Cia su riconoscimento dop per majatica Ferrandina

L’impegno del Governo a verificare l'iter e ad accelerare le procedure per il riconoscimento dop in favore dell’oliva majatica di Ferrandina, accogliendo una richiesta degli olivicoltori associati, non è sufficiente se non sarà accompagnato da altre azioni a livello regionale in attuazione del nuovo Psr 2014-2020 intanto per evitare che i costi di certificazione della dop ricadano interamente sugli olivicoltori di Ferrandina e della Collina Materana e perché contestualmente si sostenga l'oliva infornata di Ferrandina che è un prodotto di grande qualità e tipicità della Collina Materana (Accettura, Aliano, Cirigliano, Ferrandina, Gorgoglione, Salandra, San Mauro Forte, Stigliano) con un forte potenziale di mercati.
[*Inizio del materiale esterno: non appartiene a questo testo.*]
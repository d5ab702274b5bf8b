use std::net::SocketAddr;
use std::rc::Rc;
use std::time::Duration;

use bluebeard::master::{BrokerSettings, MasterServer, Registrator};
use bluebeard::net::{
    MemoryNetwork, MemoryTransport, Message, NetworkPeer, Packet, PacketKind, ServerHandshake,
    ServerInfo, Transport, VersionInfo, accept_exact, share,
};
use bluebeard::{CallbackGroup, Console, Scheduler};

const V105: VersionInfo = VersionInfo::new(b'z', 1, 5);

fn master_addr() -> SocketAddr {
    "198.51.100.1:27016".parse().unwrap()
}

fn game_addr() -> SocketAddr {
    "203.0.113.10:27015".parse().unwrap()
}

fn client_addr() -> SocketAddr {
    "192.0.2.50:6000".parse().unwrap()
}

struct Rig {
    net: MemoryNetwork,
    sched: Scheduler,
    peer: NetworkPeer,
    broker: MasterServer,
}

impl Rig {
    fn new() -> Self {
        let net = MemoryNetwork::new();
        let sched = Scheduler::new();
        let peer = NetworkPeer::new(share(net.bind(master_addr(), 64)));
        let broker = MasterServer::new(
            Rc::clone(peer.transport()),
            sched.clone(),
            BrokerSettings::default(),
        );
        Self {
            net,
            sched,
            peer,
            broker,
        }
    }

    fn pump(&mut self) {
        while let Some(packet) = self.peer.receive() {
            self.broker.handle_packet(packet);
        }
    }

    fn token(&mut self, caller: &mut MemoryTransport) -> u32 {
        caller
            .send_unconnected(&Message::RequestAuthToken.encode(), master_addr())
            .unwrap();
        self.pump();
        messages(caller)
            .into_iter()
            .find_map(|m| match m {
                Message::AuthToken { token } => Some(token),
                _ => None,
            })
            .expect("auth token")
    }

    fn send(&mut self, caller: &mut MemoryTransport, message: Message) {
        caller
            .send_unconnected(&message.encode(), master_addr())
            .unwrap();
        self.pump();
    }

    fn heartbeat(&mut self, server: &mut MemoryTransport, info: ServerInfo) -> u32 {
        let token = self.token(server);
        self.send(server, Message::Heartbeat { token, info });
        token
    }

    fn list(&mut self, client: &mut MemoryTransport, version: VersionInfo) -> Vec<Message> {
        let token = self.token(client);
        self.send(client, Message::RequestServerList { token, version });
        messages(client)
    }
}

fn packets(transport: &mut MemoryTransport) -> Vec<Packet> {
    std::iter::from_fn(|| transport.poll()).collect()
}

fn messages(transport: &mut MemoryTransport) -> Vec<Message> {
    packets(transport)
        .iter()
        .filter_map(|p| p.payload())
        .filter_map(|data| Message::decode(data).ok())
        .collect()
}

fn info(name: &str, address: SocketAddr, version: VersionInfo) -> ServerInfo {
    ServerInfo {
        name: name.into(),
        level_name: "dm_arena".into(),
        max_players: 16,
        version,
        address,
        ..ServerInfo::default()
    }
}

fn listed_names(messages: &[Message]) -> Vec<String> {
    messages
        .iter()
        .filter_map(|m| match m {
            Message::ServerList { info } => Some(info.name.clone()),
            _ => None,
        })
        .collect()
}

#[test]
fn test_heartbeat_lists_until_timeout() {
    let mut rig = Rig::new();
    let mut server = rig.net.bind(game_addr(), 8);
    let mut client = rig.net.bind(client_addr(), 8);

    let lan: SocketAddr = "192.168.1.20:27015".parse().unwrap();
    rig.heartbeat(&mut server, info("alpha", lan, V105));
    assert_eq!(rig.broker.server_count(), 1);

    let listed = rig.list(&mut client, V105);
    let Some(Message::ServerList { info }) = listed.first() else {
        panic!("no server list entry: {listed:?}");
    };
    assert_eq!(info.name, "alpha");
    assert_eq!(info.address, game_addr());
    assert_eq!(info.internal_port, 27015);

    rig.sched.tick(Duration::from_secs(29));
    assert_eq!(listed_names(&rig.list(&mut client, V105)), vec!["alpha"]);

    rig.sched.tick(Duration::from_secs(1));
    assert!(listed_names(&rig.list(&mut client, V105)).is_empty());
    assert_eq!(rig.broker.server_count(), 0);
}

#[test]
fn test_heartbeat_refreshes_eviction() {
    let mut rig = Rig::new();
    let mut server = rig.net.bind(game_addr(), 8);

    rig.heartbeat(&mut server, info("alpha", game_addr(), V105));
    rig.sched.tick(Duration::from_secs(20));
    rig.heartbeat(&mut server, info("alpha renamed", game_addr(), V105));
    rig.sched.tick(Duration::from_secs(20));

    let servers = rig.broker.servers();
    assert_eq!(servers.len(), 1);
    assert_eq!(servers[0].info.name, "alpha renamed");
}

#[test]
fn test_same_ip_different_ports_are_distinct() {
    let mut rig = Rig::new();
    let mut first = rig.net.bind("203.0.113.10:27015".parse().unwrap(), 8);
    let mut second = rig.net.bind("203.0.113.10:27025".parse().unwrap(), 8);

    rig.heartbeat(&mut first, info("one", "10.0.0.2:27015".parse().unwrap(), V105));
    rig.heartbeat(&mut second, info("two", "10.0.0.3:27025".parse().unwrap(), V105));
    assert_eq!(rig.broker.server_count(), 2);

    rig.heartbeat(&mut second, info("two again", "10.0.0.3:27025".parse().unwrap(), V105));
    assert_eq!(rig.broker.server_count(), 2);
}

#[test]
fn test_remove_requires_last_token() {
    let mut rig = Rig::new();
    let mut server = rig.net.bind(game_addr(), 8);
    let token = rig.heartbeat(&mut server, info("alpha", game_addr(), V105));

    rig.send(
        &mut server,
        Message::RemoveServer {
            token: token.wrapping_add(1),
            internal_port: 27015,
        },
    );
    assert_eq!(rig.broker.server_count(), 1);

    rig.send(
        &mut server,
        Message::RemoveServer {
            token,
            internal_port: 27015,
        },
    );
    assert_eq!(rig.broker.server_count(), 0);
}

#[test]
fn test_requests_without_valid_token_dropped() {
    let mut rig = Rig::new();
    let mut server = rig.net.bind(game_addr(), 8);

    rig.send(
        &mut server,
        Message::Heartbeat {
            token: 1,
            info: info("sneaky", game_addr(), V105),
        },
    );
    assert_eq!(rig.broker.server_count(), 0);

    let token = rig.token(&mut server);
    rig.send(
        &mut server,
        Message::Heartbeat {
            token: token.wrapping_add(1),
            info: info("sneaky", game_addr(), V105),
        },
    );
    // The failed check used up the contact.
    rig.send(
        &mut server,
        Message::Heartbeat {
            token,
            info: info("sneaky", game_addr(), V105),
        },
    );
    assert_eq!(rig.broker.server_count(), 0);
    assert_eq!(rig.broker.contact_count(), 0);
}

#[test]
fn test_unused_token_expires() {
    let mut rig = Rig::new();
    let mut server = rig.net.bind(game_addr(), 8);

    let token = rig.token(&mut server);
    rig.sched.tick(Duration::from_secs(5));
    assert_eq!(rig.broker.contact_count(), 0);

    rig.send(
        &mut server,
        Message::Heartbeat {
            token,
            info: info("late", game_addr(), V105),
        },
    );
    assert_eq!(rig.broker.server_count(), 0);
}

#[test]
fn test_newer_servers_hidden_behind_notice() {
    let mut rig = Rig::new();
    let mut old = rig.net.bind("203.0.113.10:27015".parse().unwrap(), 8);
    let mut new = rig.net.bind("203.0.113.11:27015".parse().unwrap(), 8);
    let mut other = rig.net.bind("203.0.113.12:27015".parse().unwrap(), 8);
    let mut client = rig.net.bind(client_addr(), 8);

    rig.heartbeat(&mut old, info("old", "203.0.113.10:27015".parse().unwrap(), V105));
    rig.heartbeat(
        &mut new,
        info("new", "203.0.113.11:27015".parse().unwrap(), VersionInfo::new(b'Z', 1, 6)),
    );
    rig.heartbeat(
        &mut other,
        info("other", "203.0.113.12:27015".parse().unwrap(), VersionInfo::new(b't', 9, 0)),
    );

    let listed = rig.list(&mut client, V105);
    assert_eq!(listed_names(&listed), vec!["old"]);
    assert_eq!(
        listed
            .iter()
            .filter(|m| matches!(m, Message::CustomMessage { .. }))
            .count(),
        1
    );
}

#[test]
fn test_punch_through_introduces_both_parties() {
    let mut rig = Rig::new();

    let mut game = NetworkPeer::new(share(rig.net.bind(game_addr(), 8)));
    let registrator = Registrator::announce(
        Rc::clone(game.transport()),
        &rig.sched,
        master_addr(),
        info("alpha", game_addr(), V105),
        Duration::from_secs(10),
    )
    .unwrap();
    game.attach(registrator.clone());
    let handshake = ServerHandshake::new(
        Rc::clone(game.transport()),
        rig.sched.clone(),
        accept_exact(V105),
    );
    game.attach(handshake.clone());

    rig.pump();
    assert!(game.receive().is_none());
    rig.pump();
    assert_eq!(rig.broker.server_count(), 1);
    assert!(registrator.last_token().is_some());

    let mut client = rig.net.bind(client_addr(), 8);
    let token = rig.token(&mut client);
    rig.send(
        &mut client,
        Message::RequestNatPunchthrough {
            token,
            server: game_addr(),
        },
    );
    assert!(rig.broker.punch_requests().is_empty());

    // The relay connection is swallowed; the game server then dials out.
    assert_eq!(
        game.receive(),
        Some(Packet::new(client_addr(), PacketKind::ConnectionAccepted))
    );
    assert!(game.receive().is_none());
    assert_eq!(handshake.pending_count(), 0);
    assert!(game.transport().borrow().is_connected(client_addr()));

    let seen = packets(&mut client);
    let ready: Vec<Message> = seen
        .iter()
        .filter(|p| p.addr == master_addr())
        .filter_map(|p| p.payload())
        .filter_map(|data| Message::decode(data).ok())
        .collect();
    assert_eq!(ready, vec![Message::NatPunchReady { peer: game_addr() }]);
    assert!(seen.contains(&Packet::new(game_addr(), PacketKind::NewIncomingConnection)));

    rig.sched.tick(Duration::from_secs(20));
    assert!(rig.broker.connections().is_empty());
    assert!(game.receive().is_none());
    assert_eq!(rig.broker.server_count(), 1);
}

#[test]
fn test_punch_to_unknown_server_fails_cleanly() {
    let mut rig = Rig::new();
    let mut client = rig.net.bind(client_addr(), 8);

    let token = rig.token(&mut client);
    rig.send(
        &mut client,
        Message::RequestNatPunchthrough {
            token,
            server: game_addr(),
        },
    );

    assert_eq!(
        packets(&mut client),
        vec![
            Packet::new(master_addr(), PacketKind::NewIncomingConnection),
            Packet::new(master_addr(), PacketKind::Disconnected),
        ]
    );
    assert!(rig.broker.connections().is_empty());
    assert!(rig.broker.punch_requests().is_empty());
}

#[test]
fn test_unreachable_server_dropped_from_directory() {
    let mut rig = Rig::new();
    {
        let mut server = rig.net.bind(game_addr(), 8);
        rig.heartbeat(&mut server, info("alpha", game_addr(), V105));
    }
    assert_eq!(rig.broker.server_count(), 1);

    let mut client = rig.net.bind(client_addr(), 8);
    let token = rig.token(&mut client);
    rig.send(
        &mut client,
        Message::RequestNatPunchthrough {
            token,
            server: game_addr(),
        },
    );

    assert_eq!(rig.broker.server_count(), 0);
    let kinds: Vec<PacketKind> = packets(&mut client).into_iter().map(|p| p.kind).collect();
    assert_eq!(
        kinds,
        vec![PacketKind::NewIncomingConnection, PacketKind::Disconnected]
    );
}

#[test]
fn test_console_commands_registered() {
    let mut rig = Rig::new();
    let console = Console::new();
    rig.broker.register_console(&console).unwrap();

    assert_eq!(
        console.command_names(),
        vec!["listConnections", "listServers", "populateList"]
    );
    assert!(
        console
            .execute("listConnections")
            .unwrap()
            .starts_with("requested NAT punchthroughs:")
    );
    console.execute("populateList 10").unwrap();
    assert_eq!(rig.broker.server_count(), 10);
}

#[test]
fn test_player_gain_announced() {
    let mut rig = Rig::new();
    let mut server = rig.net.bind(game_addr(), 8);

    let seen = Rc::new(std::cell::RefCell::new(Vec::new()));
    let sink = Rc::clone(&seen);
    let mut group = CallbackGroup::new();
    rig.broker.new_players().subscribe(&mut group, move |entry| {
        sink.borrow_mut().push((entry.info.num_players, entry.external));
    });

    for players in [1, 3, 2, 2] {
        let info = ServerInfo {
            num_players: players,
            ..info("alpha", game_addr(), V105)
        };
        rig.heartbeat(&mut server, info);
    }
    assert_eq!(*seen.borrow(), vec![(3, game_addr())]);

    drop(group);
    rig.heartbeat(
        &mut server,
        ServerInfo {
            num_players: 5,
            ..info("alpha", game_addr(), V105)
        },
    );
    assert_eq!(seen.borrow().len(), 1);
}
A sostenerlo è la Cia della Collina Materana sottolineando che in quest’area l’olivo copre oltre l’80% della superficie coltivabile e la cultivar più diffusa è la majatica, che nei terreni argillosi di questa parte della valle del Basento ha trovato condizioni climatiche favorevoli: sia l’olio extravergine ricavato dai suoi frutti, sia le olive da mensa, “infornate” secondo un procedimento tradizionale molto particolare, sono prodotti ottimi.
Oggi nell’organizzare la filiera olearia – afferma Paolo Carbone della Cia – dobbiamo superare la logica ‘difensiva’ di come ripartire tra le diverse componenti i bassi prezzi spuntati sul mercato. Dobbiamo invece pensare ‘insieme’ prima di tutto a come ‘creare valore’ e poi a ripartirlo con equità. La dop ci viene sicuramente in soccorso per superare i punti di debolezza della filiera olivicola: presenza massiccia di oliveti ultrasecolari e spesso obsoleti, di oliveti ubicati in terreni acclivi e in generale in ambienti pedo-climatici marginali; carenza di manodopera specializzata; assenza di lotta alle frodi; concorrenza estera spietata per prezzi bassi e ovviamente qualità bassa. Il pacchetto di proposte della Cia Basilicata prevede una serie di azioni da sviluppare in maniera adeguata. Inoltre, l’Oprol – organismo di categoria degli olivicoltori – continua – intende anche sviluppare una filiera commerciale. Un progetto triennale che vedrà coinvolta l’associazione con tutti i suoi tecnici che saranno presenti nelle aziende agricole, nei frantoi, nelle sedi periferiche dell’Oprol, per estendere la dop evitando che a beneficiarne sia, dopo il Vulture, solo un’altra area territoriale.